TASK DIRECTIONS → Write out again, exactly, the lines below starting at the one with "self.announcer.receive(announce)" and ending at the one with "Gossip address resolution".

THE DATA →
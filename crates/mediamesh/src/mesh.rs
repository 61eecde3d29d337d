//! The [`Mesh`] context object
//!
//! Owns the database handle and every federation component, and is the only
//! place they are wired together. Operations that touch more than one
//! component (connecting a peer also starting its replication, deleting one
//! also stopping it) live here so the HTTP layer stays thin.

use std::sync::Arc;

use parking_lot::Mutex;
use serde::Serialize;
use tokio::task::JoinHandle;
use tokio_util::sync::CancellationToken;
use tracing::{debug, info, warn};
use uuid::Uuid;

use crate::announce::AnnouncePublisher;
use crate::broker::{ConnectInput, ConnectionBroker};
use crate::client::{Announce, FederationClient};
use crate::config::Config;
use crate::error::{Error, Result};
use crate::gossip::GossipResolver;
use crate::identity::IdentityStore;
use crate::keys::{ApiKeyRegistry, NewApiKey};
use crate::media::{CatalogItem, DownloadPipeline, LibraryMover};
use crate::networking::{NetworkStatus, NetworkingManager, PortMapper};
use crate::peers::{Peer, PeerDirectory, PeerPreferences, Upserted};
use crate::pull::PullCoordinator;
use crate::replication::ReplicationScheduler;
use crate::store::Database;
use crate::token::ConnectionToken;

/// Implementations of the outside world the mesh talks to
pub struct Collaborators {
    /// Outbound federation calls
    pub client: Arc<dyn FederationClient>,
    /// Gateway port mapping
    pub mapper: Arc<dyn PortMapper>,
    /// Acquisition pipeline used by pulls
    pub pipeline: Arc<dyn DownloadPipeline>,
    /// Library organizer used after auto-moved pulls
    pub mover: Arc<dyn LibraryMover>,
}

/// An item in a peer's catalog, annotated for the operator
#[derive(Debug, Clone, PartialEq, Eq, Serialize)]
#[serde(rename_all = "camelCase")]
pub struct RemoteItem {
    /// The item as the peer lists it
    #[serde(flatten)]
    pub item: CatalogItem,
    /// Whether a transfer record already exists for it
    pub transferred: bool,
}

/// A peer's catalog as shown to the operator
#[derive(Debug, Clone, PartialEq, Eq, Serialize)]
#[serde(rename_all = "camelCase")]
pub struct PeerLibrary {
    /// The peer's own name for itself
    pub instance_name: String,
    /// Catalog entries
    pub items: Vec<RemoteItem>,
}

/// A new API key plus, when our address is known, a token embedding it
#[derive(Debug, Clone)]
pub struct IssuedKey {
    /// The key
    pub key: NewApiKey,
    /// Connection token for the other side, if the external URL is known
    pub connection_string: Option<String>,
}

/// A running federation node.
///
/// Build it with [`Mesh::init`], bring it online with [`Mesh::start`], and
/// stop it with [`Mesh::shutdown`].
pub struct Mesh {
    config: Config,
    db: Arc<Database>,
    client: Arc<dyn FederationClient>,
    identity: Arc<IdentityStore>,
    keys: Arc<ApiKeyRegistry>,
    peers: Arc<PeerDirectory>,
    broker: ConnectionBroker,
    announcer: Arc<AnnouncePublisher>,
    resolver: Arc<GossipResolver>,
    networking: Arc<NetworkingManager>,
    pulls: Arc<PullCoordinator>,
    scheduler: ReplicationScheduler,
    shutdown: CancellationToken,
    background: Mutex<Vec<JoinHandle<()>>>,
}

impl Mesh {
    /// Open storage and wire every component. No network activity yet.
    pub fn init(config: Config, collaborators: Collaborators) -> Result<Self> {
        std::fs::create_dir_all(&config.data_dir).map_err(|e| {
            Error::init(format!(
                "failed to create data directory {}: {e}",
                config.data_dir.display()
            ))
        })?;
        let db = Arc::new(Database::open(&config.database_path())?);
        Self::with_database(config, db, collaborators)
    }

    /// Wire every component over an already opened database
    pub fn with_database(config: Config, db: Arc<Database>, collaborators: Collaborators) -> Result<Self> {
        let Collaborators {
            client,
            mapper,
            pipeline,
            mover,
        } = collaborators;

        let identity = Arc::new(IdentityStore::load_or_create(db.clone(), &config.instance_name)?);
        let keys = Arc::new(ApiKeyRegistry::new(db.clone()));
        let peers = Arc::new(PeerDirectory::new(db.clone()));

        let broker = ConnectionBroker::new(
            identity.clone(),
            peers.clone(),
            client.clone(),
            config.connect_timeout,
        );
        let announcer = Arc::new(AnnouncePublisher::new(
            identity.clone(),
            peers.clone(),
            client.clone(),
            config.announce_timeout,
        ));
        let resolver = Arc::new(GossipResolver::new(
            peers.clone(),
            client.clone(),
            config.gossip_query_timeout,
            config.gossip_deadline,
        ));
        let networking = Arc::new(NetworkingManager::new(
            db.clone(),
            identity.clone(),
            mapper,
            config.api_port,
            config.upnp_timeout,
            config.upnp_lease,
        ));
        let pulls = Arc::new(PullCoordinator::new(db.clone(), peers.clone(), pipeline, mover));
        let scheduler = ReplicationScheduler::new(
            peers.clone(),
            client.clone(),
            pulls.clone(),
            resolver.clone(),
            config.sync_interval,
            config.connect_timeout,
        );

        info!(
            instance_id = %identity.id(),
            name = %identity.name(),
            data_dir = %config.data_dir.display(),
            "Mesh initialized"
        );

        Ok(Self {
            config,
            db,
            client,
            identity,
            keys,
            peers,
            broker,
            announcer,
            resolver,
            networking,
            pulls,
            scheduler,
            shutdown: CancellationToken::new(),
            background: Mutex::new(Vec::new()),
        })
    }

    /// Determine our address, start announcing it, and start replication
    pub async fn start(&self) -> Result<NetworkStatus> {
        // Subscribe first so the initial address is announced too
        let changes = self.networking.subscribe();
        let status = self.networking.start().await?;

        let watcher = self
            .announcer
            .clone()
            .spawn_on_change(changes, self.shutdown.child_token());
        self.background.lock().push(watcher);

        let replicating = self.scheduler.reconcile()?;
        info!(
            external_url = ?status.external_url,
            upnp_active = status.upnp.active,
            replicating,
            "Mesh started"
        );
        Ok(status)
    }

    /// Stop background work and release the port mapping
    pub async fn shutdown(&self) {
        info!("Shutting down mesh");
        self.shutdown.cancel();
        self.scheduler.shutdown().await;

        let handles: Vec<_> = self.background.lock().drain(..).collect();
        for handle in handles {
            if let Err(e) = handle.await {
                warn!(error = %e, "Background task ended abnormally");
            }
        }

        self.networking.release().await;
        debug!("Mesh shutdown complete");
    }

    // -------------------------------------------------------------------------
    // Cross-component operations
    // -------------------------------------------------------------------------

    /// Connect a peer and start replicating it if it was already set to
    pub async fn connect_peer(&self, input: ConnectInput) -> Result<Upserted> {
        let saved = self.broker.connect(input).await?;
        if saved.peer.auto_replicate {
            self.scheduler.enable(saved.peer.id);
        }
        Ok(saved)
    }

    /// Change a peer's preferences and start or stop its replication task
    pub fn update_peer(&self, peer_id: Uuid, prefs: &PeerPreferences) -> Result<Peer> {
        let peer = self.peers.set_preferences(peer_id, prefs)?;
        if peer.auto_replicate {
            self.scheduler.enable(peer.id);
        } else {
            self.scheduler.disable(peer.id);
        }
        Ok(peer)
    }

    /// Stop replicating a peer and forget it
    pub fn delete_peer(&self, peer_id: Uuid) -> Result<()> {
        self.scheduler.disable(peer_id);
        self.peers.delete(peer_id)
    }

    /// Fetch a peer's catalog, marking items already transferred
    pub async fn peer_library(&self, peer_id: Uuid) -> Result<PeerLibrary> {
        let peer = self.peers.get(peer_id)?;
        let library = self
            .client
            .library(&peer.url, &peer.api_key, self.config.connect_timeout)
            .await?;
        let transferred = self.pulls.transferred_items(peer_id)?;

        Ok(PeerLibrary {
            instance_name: library.instance_name,
            items: library
                .items
                .into_iter()
                .map(|item| RemoteItem {
                    transferred: transferred.contains(&item.id),
                    item,
                })
                .collect(),
        })
    }

    /// Issue an API key, with a connection token when our address is known
    pub fn issue_key(&self, label: &str) -> Result<IssuedKey> {
        let key = self.keys.create(label)?;
        let connection_string = self.networking.external_url().map(|url| {
            ConnectionToken {
                url,
                name: self.identity.name(),
                key: key.secret.clone(),
            }
            .encode()
        });
        Ok(IssuedKey {
            key,
            connection_string,
        })
    }

    /// Apply an inbound announce made with the key `key_id`.
    ///
    /// The key must belong to the announcing instance; see
    /// [`ApiKeyRegistry::bind_instance`].
    pub fn receive_announce(&self, key_id: Uuid, announce: &Announce) -> Result<bool> {
        if announce.instance_id != self.identity.id() {
            self.keys.bind_instance(key_id, announce.instance_id)?;
        }
        self.announcer.receive(announce)
    }

    // -------------------------------------------------------------------------
    // Accessors
    // -------------------------------------------------------------------------

    /// Configuration the mesh was built with
    pub fn config(&self) -> &Config {
        &self.config
    }

    /// Shared database handle
    pub fn database(&self) -> &Arc<Database> {
        &self.db
    }

    /// Instance identity
    pub fn identity(&self) -> &IdentityStore {
        &self.identity
    }

    /// Inbound credentials
    pub fn keys(&self) -> &ApiKeyRegistry {
        &self.keys
    }

    /// Peer records
    pub fn peers(&self) -> &PeerDirectory {
        &self.peers
    }

    /// Announce sending and receiving
    pub fn announcer(&self) -> &AnnouncePublisher {
        &self.announcer
    }

    /// Gossip address resolution
    pub fn resolver(&self) -> &GossipResolver {
        &self.resolver
    }

    /// External address management
    pub fn networking(&self) -> &NetworkingManager {
        &self.networking
    }

    /// Single transfers
    pub fn pulls(&self) -> &PullCoordinator {
        &self.pulls
    }

    /// Per-peer replication tasks
    pub fn scheduler(&self) -> &ReplicationScheduler {
        &self.scheduler
    }
}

YOUR SOLUTION →
        self.announcer.receive(announce)
    }

    // -------------------------------------------------------------------------
    // Accessors
    // -------------------------------------------------------------------------

    /// Configuration the mesh was built with
    pub fn config(&self) -> &Config {
        &self.config
    }

    /// Shared database handle
    pub fn database(&self) -> &Arc<Database> {
        &self.db
    }

    /// Instance identity
    pub fn identity(&self) -> &IdentityStore {
        &self.identity
    }

    /// Inbound credentials
    pub fn keys(&self) -> &ApiKeyRegistry {
        &self.keys
    }

    /// Peer records
    pub fn peers(&self) -> &PeerDirectory {
        &self.peers
    }

    /// Announce sending and receiving
    pub fn announcer(&self) -> &AnnouncePublisher {
        &self.announcer
    }

    /// Gossip address resolution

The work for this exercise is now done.